NASA’s InSight Lander Sends Back Stunning Image Of The Martian Horizon

NASA’s InSight Lander Sends Back Stunning Image Of The Martian Horizon

NASA’s InSight (Interior Exploration using Seismic Investigations, Geodesy and Heat Transport) probe successfully completed its soft landing on Mars on Monday after a six-month, 300 million mile journey. And it’s already sending back photos of the desolate Red Planet from its landing site on the Elysium Planitia, courtesy of a post on the lander’s official Twitter feed reading, “There’s a quiet beauty here. Looking forward to exploring my new home.”

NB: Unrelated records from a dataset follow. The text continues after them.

//! Tracing subscriber initialisation

use crate::config::{LogFormat, LoggingConfig};
use tracing_subscriber::{layer::SubscriberExt, util::SubscriberInitExt, EnvFilter};

/// Install the global subscriber; `RUST_LOG` wins over the configured level
///
/// Logs go to stderr so command output on stdout stays machine readable.
pub fn init(config: &LoggingConfig) {
    let filter = EnvFilter::try_from_default_env().unwrap_or_else(|_| {
        EnvFilter::new(format!(
            "devlauncher={level},devlauncher_server={level},devlauncher_core={level},devlauncher_storage={level},devlauncher_templates={level},sqlx=warn",
            level = config.level
        ))
    });

    let registry = tracing_subscriber::registry().with(filter);
    match config.format {
        LogFormat::Json => registry
            .with(tracing_subscriber::fmt::layer().json().with_writer(std::io::stderr))
            .init(),
        LogFormat::Pretty => registry
            .with(tracing_subscriber::fmt::layer().with_writer(std::io::stderr))
            .init(),
    }
}
//! Error types for storage operations

use thiserror::Error;

/// Storage layer error type
#[derive(Error, Debug)]
pub enum Error {
    #[error("Database error: {0}")]
    Database(#[from] sqlx::Error),

    #[error("Migration error: {0}")]
    Migration(String),

    #[error("Serialization error: {0}")]
    Serialization(#[from] serde_json::Error),

    #[error("Core domain error: {0}")]
    Core(#[from] devlauncher_core::Error),

    #[error("Not found: {entity} with id {id}")]
    NotFound { entity: String, id: String },

    #[error("Uniqueness constraint violated: {constraint}")]
    UniqueViolation { constraint: String },

    #[error("Internal error: {0}")]
    Internal(#[from] anyhow::Error),
}

impl Error {
    /// Map a query error, singling out uniqueness violations
    pub fn from_query(err: sqlx::Error) -> Self {
        match &err {
            sqlx::Error::Database(db_err) if db_err.is_unique_violation() => {
                Error::UniqueViolation {
                    constraint: db_err.message().to_string(),
                }
            }
            _ => Error::Database(err),
        }
    }

    pub fn is_unique_violation(&self) -> bool {
        matches!(self, Error::UniqueViolation { .. })
    }

    /// Whether a uniqueness violation was raised by the given column
    pub fn violates_column(&self, column: &str) -> bool {
        match self {
            Error::UniqueViolation { constraint } => constraint.contains(column),
            _ => false,
        }
    }
}

impl From<Error> for devlauncher_core::Error {
    fn from(err: Error) -> Self {
        match err {
            Error::Core(core) => core,
            Error::NotFound { entity, id } => devlauncher_core::Error::not_found(entity, id),
            other => devlauncher_core::Error::Storage(other.to_string()),
        }
    }
}

/// Convenience result type for storage operations
pub type Result<T> = std::result::Result<T, Error>;
//! Page geometry for a worksheet page.
//!
//! All measurements are PDF points (1/72"). The default is US letter with
//! 50pt margins and three equation columns.

use serde::{Deserialize, Serialize};

/// Layout parameters for a single worksheet page.
///
/// `column_count` only drives the column width. A batch that needs more
/// columns than this keeps stepping right by one column width.
#[derive(Debug, Clone, PartialEq, Serialize, Deserialize)]
pub struct PageConfig {
    pub page_width_pt: f32,
    pub page_height_pt: f32,
    pub margin_pt: f32,
    pub column_count: u8,
    /// Baseline of the first line in every column.
    pub start_y_pt: f32,
    pub leading_pt: f32,
    pub base_font_size_pt: f32,
    /// Operators and `=` are one point larger than numbers.
    pub operator_font_size_pt: f32,
}

impl Default for PageConfig {
    fn default() -> Self {
        default_page_config()
    }
}

/// US letter (612 × 792pt), 12pt numbers, 13pt operators, 14.5pt leading.
pub fn default_page_config() -> PageConfig {
    PageConfig {
        page_width_pt: 612.0,
        page_height_pt: 792.0,
        margin_pt: 50.0,
        column_count: 3,
        start_y_pt: 725.0,
        leading_pt: 14.5,
        base_font_size_pt: 12.0,
        operator_font_size_pt: 13.0,
    }
}

impl PageConfig {
    /// `(page_width - (column_count + 1) * margin) / column_count`.
    ///
    /// With three columns this is `(page_width - 4 * margin) / 3`.
    pub fn column_width(&self) -> f32 {
        let columns = f32::from(self.column_count.max(1));
        (self.page_width_pt - (columns + 1.0) * self.margin_pt) / columns
    }

    /// Left edge of column `index`; the first column sits on the margin.
    pub fn column_x(&self, index: usize) -> f32 {
        self.margin_pt + index as f32 * self.column_width()
    }
}
//! Axum route handlers for the Worksheet API.

use axum::{
    extract::{Query, State},
    http::header,
    response::{IntoResponse, Response},
    Json,
};
use rand::rngs::StdRng;
use rand::SeedableRng;
use serde::Deserialize;
use tracing::info;

use crate::errors::{AppError, WorksheetError};
use crate::layout::DEFAULT_COLUMN_CAPACITY;
use crate::models::{parse_operations, Operation, OperationSet};
use crate::render::OutputFormat;
use crate::state::AppState;
use crate::worksheet::{
    build_pages, build_worksheet, checked_iterations, Worksheet, WorksheetRequest,
};

// ────────────────────────────────────────────────────────────────────────────
// Request types
// ────────────────────────────────────────────────────────────────────────────

fn one() -> i64 {
    1
}

#[derive(Debug, Deserialize)]
#[serde(rename_all = "camelCase")]
pub struct GenerateDocumentQuery {
    pub limit: i64,
    pub number_of_exercises: i64,
    #[serde(default = "one")]
    pub iterations: i64,
    /// Comma-separated operation names.
    pub operations: Option<String>,
    pub seed: Option<u64>,
    pub format: Option<OutputFormat>,
}

#[derive(Debug, Deserialize)]
pub struct CreateWorksheetRequest {
    pub limit: i64,
    pub count: i64,
    /// `null` entries are dropped; missing or empty means addition and subtraction.
    #[serde(default)]
    pub operations: Option<Vec<Option<Operation>>>,
    pub column_capacity: Option<usize>,
    pub seed: Option<u64>,
}

// ────────────────────────────────────────────────────────────────────────────
// Handlers
// ────────────────────────────────────────────────────────────────────────────

/// GET /api/pdf/generate
///
/// Renders `iterations` worksheet pages into one document (PDF unless
/// `format=text`). Each page is an independent batch.
pub async fn handle_generate_document(
    State(state): State<AppState>,
    Query(query): Query<GenerateDocumentQuery>,
) -> Result<Response, AppError> {
    let operations = parse_operations(query.operations.as_deref().unwrap_or(""))?;
    let mut request =
        WorksheetRequest::from_raw(query.limit, query.number_of_exercises, operations)?;
    request.policy = state.config.sampling_policy();
    let iterations = checked_iterations(query.iterations)?;

    let renderer = query.format.unwrap_or_default().renderer(&state.page_config);
    let seed = query.seed;

    // CPU-bound — keep it off the async executor.
    let (bytes, content_type) = tokio::task::spawn_blocking(move || {
        let pages = match seed {
            Some(seed) => build_pages(&request, iterations, &mut StdRng::seed_from_u64(seed)),
            None => build_pages(&request, iterations, &mut rand::thread_rng()),
        }?;
        let bytes = renderer.render(&pages)?;
        Ok::<_, WorksheetError>((bytes, renderer.content_type()))
    })
    .await
    .map_err(|e| AppError::Internal(anyhow::anyhow!("spawn_blocking failed in rendering: {e}")))??;

    info!(
        pages = iterations,
        bytes = bytes.len(),
        "Rendered worksheet document"
    );

    Ok(([(header::CONTENT_TYPE, content_type)], bytes).into_response())
}

/// POST /api/v1/worksheets
///
/// Returns the generated equations and their laid-out columns as JSON.
pub async fn handle_create_worksheet(
    State(state): State<AppState>,
    Json(body): Json<CreateWorksheetRequest>,
) -> Result<Json<Worksheet>, AppError> {
    let operations = OperationSet::from_optional(body.operations.unwrap_or_default());
    let mut request = WorksheetRequest::from_raw(body.limit, body.count, operations)?;
    request.column_capacity = body.column_capacity.unwrap_or(DEFAULT_COLUMN_CAPACITY);
    request.policy = state.config.sampling_policy();
    let seed = body.seed;

    let worksheet = tokio::task::spawn_blocking(move || match seed {
        Some(seed) => build_worksheet(&request, &mut StdRng::seed_from_u64(seed)),
        None => build_worksheet(&request, &mut rand::thread_rng()),
    })
    .await
    .map_err(|e| AppError::Internal(anyhow::anyhow!("spawn_blocking failed in generation: {e}")))??;

    Ok(Json(worksheet))
}
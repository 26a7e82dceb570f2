//! Rendering adapters — turn laid-out columns into document bytes.
//!
//! One page per generated batch. Multi-page documents come from running the
//! whole generate → layout pipeline once per page and handing every page here.

pub mod font_metrics;
pub mod pdf;
pub mod text;

use serde::{Deserialize, Serialize};

use crate::errors::WorksheetError;
use crate::layout::{PageConfig, WorksheetColumn};

pub use pdf::PdfRenderer;
pub use text::TextRenderer;

/// A backend that draws worksheet pages.
pub trait WorksheetRenderer: Send + Sync {
    /// Renders every page (a page is its list of columns) into one document.
    fn render(&self, pages: &[Vec<WorksheetColumn>]) -> Result<Vec<u8>, WorksheetError>;

    /// File extension without the dot.
    fn extension(&self) -> &'static str;

    fn content_type(&self) -> &'static str;
}

/// Output document format.
#[derive(Debug, Clone, Copy, Default, PartialEq, Eq, Serialize, Deserialize, clap::ValueEnum)]
#[serde(rename_all = "lowercase")]
pub enum OutputFormat {
    #[default]
    Pdf,
    Text,
}

impl OutputFormat {
    pub fn renderer(self, page: &PageConfig) -> Box<dyn WorksheetRenderer> {
        match self {
            OutputFormat::Pdf => Box::new(PdfRenderer::new(page.clone())),
            OutputFormat::Text => Box::new(TextRenderer::default()),
        }
    }
}

/// `"{base}_{iteration}{suffix}.{extension}"`, e.g. `MathExercises_1.pdf`.
pub fn output_file_name(base: &str, iteration: u32, suffix: &str, extension: &str) -> String {
    format!("{base}_{iteration}{suffix}.{extension}")
}

/// Rejects an empty document or any page without equations.
pub(crate) fn ensure_printable(pages: &[Vec<WorksheetColumn>]) -> Result<(), WorksheetError> {
    let empty_page = pages
        .iter()
        .any(|columns| columns.iter().all(WorksheetColumn::is_empty));
    if pages.is_empty() || empty_page {
        return Err(WorksheetError::EmptyEquationList);
    }
    Ok(())
}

InSight has already deployed its two decagonal solar arrays, which span seven feet each and provide the craft’s operational power supply. Its mission is to provide insights into how rocky planets like Mars form and evolve over time, and it’s equipped with instruments including a seismometer, a burrowing heat probe, and radio science gear.

Per a NASA statement, InSight will begin collecting some data within its first week of operations, though its Earth-based staff are primarily working on activating and calibrating its systems. One of the first tasks on its list is deploying a 1.80m robotic arm that will take photos of the Martian landscape, which will be completed in a few days. Many of its experiments will take time to develop, as NASA will require extensive data to decide where to deploy the seismometer and burrowing heat probe, and may have to wait further still for any seismic activity to be detected.

NASA wrote:

“We hit the Martian atmosphere at 19,800 kilometers per hour, and the whole sequence to touching down on the surface took only six-and-a-half minutes,” said InSight project manager Tom Hoffman at JPL. “During that short span of time, InSight had to autonomously perform dozens of operations and do them flawlessly — and by all indications that is exactly what our spacecraft did.”

… “Landing was thrilling, but I’m looking forward to the drilling,” said InSight principal investigator Bruce Banerdt of [NASA’s Jet Propulsion Laboratory]. “When the first images come down, our engineering and science teams will hit the ground running, beginning to plan where to deploy our science instruments. Within two or three months, the arm will deploy the mission’s main science instruments, the Seismic Experiment for Interior Structure (SEIS) and Heat Flow and Physical Properties Package (HP3) instruments.”

This is actually not the first surface photo transmitted by InSight that has been released by NASA. Another released earlier on Monday was a blurry photo of the lander’s dust-speckled lens cover, beyond which the Martian horizon can be seen.

InSight also deployed two tiny cubesats named MarCO A and B before landing, which CNN reported are the first to be deployed to deep space. Neither craft was integral to the mission itself, according to the Los Angeles Times, but they did work flawlessly. MarCO B also transmitted an additional photo of Mars from orbit. The entirety of the two cubesats’ data will take two weeks to reach Earth. As their mission is complete, they will now enter an elliptical orbit around the Sun, though they are expected to continue operating for a few weeks.

While those of us on Earth may have to wait some time to hear what InSight learns about its new home, it’s had a stunning introduction.

Per NASA, other institutions that have contributed to its mission are listed below:

A number of European partners, including France’s Centre National d’Études Spatiales (CNES) and the German Aerospace Center (DLR), are supporting the InSight mission. CNES, and the Institut de Physique du Globe de Paris (IPGP), provided the SEIS instrument, with significant contributions from the Max Planck Institute for Solar System Research (MPS) in Germany, the Swiss Institute of Technology (ETH) in Switzerland, Imperial College and Oxford University in the United Kingdom, and JPL. DLR provided the HP3 instrument, with significant contributions from the Space Research Center (CBK) of the Polish Academy of Sciences and Astronika in Poland. Spain’s Centro de Astrobiología (CAB) supplied the wind sensors.